A family must face their origins after disaster strikes in Matthews’ debut novel.
The Vandenholms live a charmed life in New York City, seemingly unscathed by the Great Depression ravaging countless families. But when Peter Vandenholm winds up in a coma, his wife, Celeste, discovers that their family fortune has almost vanished. She must soon sell their mansion; call her teenage son, David, back from private school; and let go of the nurse caring for her mentally disabled daughter, Martina. After a wealthy man attacks Martina, a desperate Celeste pulls up stakes from their tenement apartment and moves the family to rural Sculley’s Bend, Virginia. In Sculley’s Bend, David learns his mother’s shocking secret: while light-skinned enough to pass as Caucasian, Celeste is in fact the youngest daughter of a poor African-American family. As Celeste (born Carol Ann) reconnects with her father, sister, and the black community she fled as a young woman, David struggles with anger and resentment about his mother’s deception. He also bridles at being perceived by his new community not as a privileged white academic, but a poor black orchard worker. David’s refusal to think of himself as anything but white, his flirtations with a bored white woman, and the brutal punishment promised to any black man who “acts white” visit danger on the entire Sculley’s Bend community. The book’s New York half flirts with melodrama: characters often struggle not to faint or vomit as they cope with a string of disasters, and Martina’s attack is too familiar a Victorian trope to be shocking. Tone improves with the move to Sculley’s Bend; dramatic reactions are replaced with internal struggles, and the family’s problems unfurl more realistically.

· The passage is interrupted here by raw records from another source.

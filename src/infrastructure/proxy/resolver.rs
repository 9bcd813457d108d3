//! Backend address resolution for team instances

use std::fmt::Debug;
use std::sync::Arc;

use crate::domain::TeamName;
use crate::infrastructure::cluster::InstanceTemplate;

/// Maps a team to the base URL its traffic is forwarded to
pub trait BackendUrlResolver: Send + Sync + Debug {
    fn resolve(&self, team: &TeamName) -> String;
}

/// Resolves to the team's in-cluster service address
#[derive(Debug, Clone)]
pub struct ServiceUrlResolver {
    template: Arc<InstanceTemplate>,
    namespace: String,
}

impl ServiceUrlResolver {
    pub fn new(template: Arc<InstanceTemplate>, namespace: impl Into<String>) -> Self {
        Self {
            template,
            namespace: namespace.into(),
        }
    }
}

impl BackendUrlResolver for ServiceUrlResolver {
    fn resolve(&self, team: &TeamName) -> String {
        self.template.service_url(team, &self.namespace)
    }
}

/// Sends every team to the same backend
#[derive(Debug, Clone)]
pub struct FixedUrlResolver(String);

impl FixedUrlResolver {
    pub fn new(url: impl Into<String>) -> Self {
        Self(url.into())
    }
}

impl BackendUrlResolver for FixedUrlResolver {
    fn resolve(&self, _team: &TeamName) -> String {
        self.0.clone()
    }
}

David and Celeste are complete creations—David’s occasionally repugnant sense of entitlement is softened by his vulnerable age and upended identity, and Celeste’s erasure of her past is contextualized. There seems like far more to unpack for these characters in Sculley’s Bend than in New York, which makes the ending feel slightly rushed.
Sentimental but still tells a forceful story about racial identity.